WHAT TO PRODUCE>
Print out the whole listing below exactly as it is written.

MATERIALS PROVIDED>
//! Numerical building blocks for the evaluator.
//!
//! This module provides:
//! - [`angle`]: circular angle folding and unwrap
//! - [`ema`]: one-pole smoothing and smoothed finite differences
//! - [`stats`]: range, peak and order-statistic reductions

pub mod angle;
pub mod ema;
pub mod stats;

pub use angle::{fold_deg, unwrap_deg};
pub use ema::{Ema, SmoothedDerivative};
pub use stats::{peak_abs, percentile_nearest_rank, range};
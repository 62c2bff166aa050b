//! Offset removal and unwrap for one angle channel.

use crate::math::angle::unwrap_deg;

/// Turns raw, circularly-measured readings into a continuous angle.
///
/// Holds only the last unwrapped value. Readings that are absent, or that are
/// not finite once the calibration offset is removed, leave it untouched.
#[derive(Debug, Clone, Copy, Default, PartialEq)]
pub struct AngleReconstructor {
    last_unwrapped: Option<f64>,
}

impl AngleReconstructor {
    /// Create a reconstructor with no history.
    #[must_use]
    pub const fn new() -> Self {
        Self {
            last_unwrapped: None,
        }
    }

    /// Reconstruct one reading against the calibration `offset`.
    ///
    /// Returns the unwrapped angle, or `None` when this sample carries no
    /// usable data for the channel.
    pub fn reconstruct(&mut self, raw_deg: Option<f64>, offset_deg: f64) -> Option<f64> {
        let corrected = raw_deg? - offset_deg;
        if !corrected.is_finite() {
            return None;
        }
        let unwrapped = unwrap_deg(corrected, self.last_unwrapped);
        if !unwrapped.is_finite() {
            return None;
        }
        self.last_unwrapped = Some(unwrapped);
        Some(unwrapped)
    }

    /// Last unwrapped value.
    #[must_use]
    pub const fn last(&self) -> Option<f64> {
        self.last_unwrapped
    }

    /// Forget history.
    pub fn reset(&mut self) {
        self.last_unwrapped = None;
    }
}
//! Reductions over per-rep sample buffers.
//!
//! Every function is total: an empty slice reduces to `0.0`.

/// `max - min` of the samples.
#[must_use]
pub fn range(values: &[f64]) -> f64 {
    if values.is_empty() {
        return 0.0;
    }
    let max = values.iter().copied().fold(f64::NEG_INFINITY, f64::max);
    let min = values.iter().copied().fold(f64::INFINITY, f64::min);
    max - min
}

/// Largest absolute value.
#[must_use]
pub fn peak_abs(values: &[f64]) -> f64 {
    values.iter().map(|v| v.abs()).fold(0.0, f64::max)
}

/// Nearest-rank percentile.
///
/// Sorts ascending and returns the element at `floor(p / 100 * (n - 1))`,
/// clamped into the slice. `p` is in percent.
///
/// # Example
///
/// ```
/// use rep_quality::math::percentile_nearest_rank;
///
/// let v = [5.0, 1.0, 4.0, 2.0, 3.0];
/// assert_eq!(percentile_nearest_rank(&v, 50.0), 3.0);
/// // floor(0.95 * 4) = 3
/// assert_eq!(percentile_nearest_rank(&v, 95.0), 4.0);
/// ```
#[must_use]
pub fn percentile_nearest_rank(values: &[f64], p: f64) -> f64 {
    if values.is_empty() {
        return 0.0;
    }
    let mut sorted = values.to_vec();
    sorted.sort_by(f64::total_cmp);

    let last = sorted.len() - 1;
    let rank = (p / 100.0 * last as f64).floor();
    let idx = if rank <= 0.0 {
        0
    } else {
        (rank as usize).min(last)
    };
    sorted[idx]
}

SOLUTION TO THE PROBLEM>
//! Numerical building blocks for the evaluator.
//!
//! This module provides:
//! - [`angle`]: circular angle folding and unwrap
//! - [`ema`]: one-pole smoothing and smoothed finite differences
//! - [`stats`]: range, peak and order-statistic reductions

pub mod angle;
pub mod ema;
pub mod stats;

pub use angle::{fold_deg, unwrap_deg};
pub use ema::{Ema, SmoothedDerivative};
pub use stats::{peak_abs, percentile_nearest_rank, range};
repository 62c2bff166aa050b
//! Offset removal and unwrap for one angle channel.

use crate::math::angle::unwrap_deg;

/// Turns raw, circularly-measured readings into a continuous angle.
///
/// Holds only the last unwrapped value. Readings that are absent, or that are
/// not finite once the calibration offset is removed, leave it untouched.
#[derive(Debug, Clone, Copy, Default, PartialEq)]
pub struct AngleReconstructor {
    last_unwrapped: Option<f64>,
}

impl AngleReconstructor {
    /// Create a reconstructor with no history.
    #[must_use]
    pub const fn new() -> Self {
        Self {
            last_unwrapped: None,
        }
    }

    /// Reconstruct one reading against the calibration `offset`.
    ///
    /// Returns the unwrapped angle, or `None` when this sample carries no
    /// usable data for the channel.
    pub fn reconstruct(&mut self, raw_deg: Option<f64>, offset_deg: f64) -> Option<f64> {
        let corrected = raw_deg? - offset_deg;
        if !corrected.is_finite() {
            return None;
        }
        let unwrapped = unwrap_deg(corrected, self.last_unwrapped);
        if !unwrapped.is_finite() {
            return None;
        }
        self.last_unwrapped = Some(unwrapped);
        Some(unwrapped)
    }

    /// Last unwrapped value.
    #[must_use]
    pub const fn last(&self) -> Option<f64> {
        self.last_unwrapped
    }

    /// Forget history.
    pub fn reset(&mut self) {
        self.last_unwrapped = None;
    }
}
//! Reductions over per-rep sample buffers.
//!
//! Every function is total: an empty slice reduces to `0.0`.

/// `max - min` of the samples.
#[must_use]
pub fn range(values: &[f64]) -> f64 {
    if values.is_empty() {
        return 0.0;
    }
    let max = values.iter().copied().fold(f64::NEG_INFINITY, f64::max);
    let min = values.iter().copied().fold(f64::INFINITY, f64::min);
    max - min
}

/// Largest absolute value.
#[must_use]
pub fn peak_abs(values: &[f64]) -> f64 {
    values.iter().map(|v| v.abs()).fold(0.0, f64::max)
}

/// Nearest-rank percentile.
///
/// Sorts ascending and returns the element at `floor(p / 100 * (n - 1))`,
/// clamped into the slice. `p` is in percent.
///
/// # Example
///
/// ```
/// use rep_quality::math::percentile_nearest_rank;
///
/// let v = [5.0, 1.0, 4.0, 2.0, 3.0];
/// assert_eq!(percentile_nearest_rank(&v, 50.0), 3.0);
/// // floor(0.95 * 4) = 3
/// assert_eq!(percentile_nearest_rank(&v, 95.0), 4.0);
/// ```
#[must_use]
pub fn percentile_nearest_rank(values: &[f64], p: f64) -> f64 {
    if values.is_empty() {
        return 0.0;
    }
    let mut sorted = values.to_vec();
    sorted.sort_by(f64::total_cmp);

    let last = sorted.len() - 1;
    let rank = (p / 100.0 * last as f64).floor();
    let idx = if rank <= 0.0 {
        0
    } else {
        (rank as usize).min(last)
    };
    sorted[idx]
}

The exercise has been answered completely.